The remarkable Bell did this through close observation of a person’s general appearance, posture, behavior, accent, skin condition, clothing, etc., from which he made very perceptive and accurate deductions that amazed his attentive but baffled students.
Bell, it turns out, was positively Sherlockian.
Doyle created the most famous fictional detective of them all with a solid grounding in the work of writers who preceded him, whose influence he freely acknowledged. Doyle “was drawn to detective stories,” Sims writes. He explains that Doyle admired “the logical mind” of Poe’s detective, C. Auguste Dupin; the adventures of Émile Gaboriau’s police detective, Monsieur Lecoq; and Charles Dickens’ Inspector Bucket from Bleak House. Those investigators “already cavorted in (Doyle”s) imagination when he decided to create his own.”
But Doyle also found inspiration beyond the world of fiction, as the prominence of Bell points out. Full-time police forces were well-established in urban areas by the time Doyle put pen to paper, and police detectives were part of the mix. Dickens celebrated the real-life detective Charles Field of Scotland Yard. One of Field’s colleagues, Jonathan “Jack” Whicher garnered his share of publicity as well.
A magazine profile of Whicher “furthered detectives’ growing reputation as heroic figures who acquired power over criminals through detailed knowledge of them,” Sims writes. By the second half of the 19th century, identifying and capturing criminals was being reinvented as a “modern and scientific” process that combined “observation, evidence, and courage — an idealized image of science in the pursuit of justice.”
Doyle seems to have done a lot of tinkering as he went about the business of creating Sherlock Holmes and Dr. John Watson, and that certainly included toying with various names for his duo before settling on those we know so well today.
Such experimentation was a good thing, because Doyle at one point considered naming his detective Sherrington Hope, and then Sherringford Holmes. As for Holmes’ sidekick, he was, in Doyle’s mind, named Ormond Sacker for a time, before Doyle finally settled on John Watson. Sherrington Hope and Ormond Sacker? It's too painful to contemplate.
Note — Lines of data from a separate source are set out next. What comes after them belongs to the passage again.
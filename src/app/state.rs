use std::sync::Arc;

use object_store::local::LocalFileSystem;

use crate::app::{Config, Error};
use crate::database::Database;
use crate::fhir::{
    AnonymousAccess, ChangeFeedClient, DicomWebClient, FhirApiClient, StaticToken, TokenProvider,
};
use crate::jobs::JobQueueClient;
use crate::metadata::MetadataStore;
use crate::orchestrator::{DataSourceKind, OrchestratorOptions, PipelineContext};
use crate::scheduler::SchedulerOptions;
use crate::sink::LakeSink;

/// Wired-up capabilities of one agent instance. Everything downstream
/// receives these through injection; nothing reaches for globals.
#[derive(Clone)]
pub struct State {
    database: Database,
    context: PipelineContext,
}

impl State {
    // not implemented as a From trait so it can be async
    pub async fn from_config(config: &Config) -> Result<Self, Error> {
        let database = Database::connect(config.db_url()).await?;

        let queue = JobQueueClient::new(database.clone());
        let metadata = MetadataStore::new(database.clone());

        let credentials: Arc<dyn TokenProvider> = match config.access_token() {
            Some(token) => Arc::new(StaticToken::new(token)),
            None => Arc::new(AnonymousAccess),
        };

        let fhir = Arc::new(FhirApiClient::new(
            config.upstream_url().clone(),
            credentials.clone(),
        ));

        let change_feed: Option<Arc<dyn ChangeFeedClient>> = match config.data_source() {
            DataSourceKind::Dicom => Some(Arc::new(DicomWebClient::new(
                config.upstream_url().clone(),
                credentials,
            ))),
            DataSourceKind::Fhir => None,
        };

        std::fs::create_dir_all(config.lake_path()).map_err(Error::LakeSetup)?;
        let store = LocalFileSystem::new_with_prefix(config.lake_path())
            .map_err(Error::LakeStore)?;
        let sink = Arc::new(LakeSink::new(Arc::new(store)));

        let options = OrchestratorOptions {
            queue_type: config.queue_type(),
            source: config.data_source(),
            scope: config.filter_scope(),
            resource_types: config.resource_types().to_vec(),
            group_id: config.group_id().map(|group_id| group_id.to_string()),
            max_in_flight: config.max_in_flight(),
            check_frequency: config.check_frequency(),
            low_bound: config.low_bound(),
            high_bound: config.high_bound(),
            patients_per_job: config.patients_per_job(),
            change_feed_entries_per_job: config.change_feed_entries_per_job(),
        };

        let context = PipelineContext {
            queue,
            metadata,
            fhir,
            change_feed,
            sink,
            options,
        };

        Ok(Self { database, context })
    }

    pub fn context(&self) -> &PipelineContext {
        &self.context
    }

    pub fn database(&self) -> &Database {
        &self.database
    }

    pub fn metadata(&self) -> &MetadataStore {
        &self.context.metadata
    }

    pub fn queue(&self) -> &JobQueueClient {
        &self.context.queue
    }

    pub fn scheduler_options(&self, config: &Config) -> SchedulerOptions {
        SchedulerOptions {
            queue_type: config.queue_type(),
            initial_interval: config.initial_interval(),
            incremental_interval: config.incremental_interval(),
            window_lag: config.window_lag(),
            max_window: config.max_window(),
            since: config.since(),
        }
    }
}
The rest is history. Or, to be more precise, the factual history of a fictional icon. Once Doyle began to write, it took a while for him to gain the upper hand in dealing with condescending publishers. But in time, The Strand magazine in Britain, and supportive publishing magnate S. S. McClure in America, turned Doyle’s creations into legends, and Doyle into a highly successful author.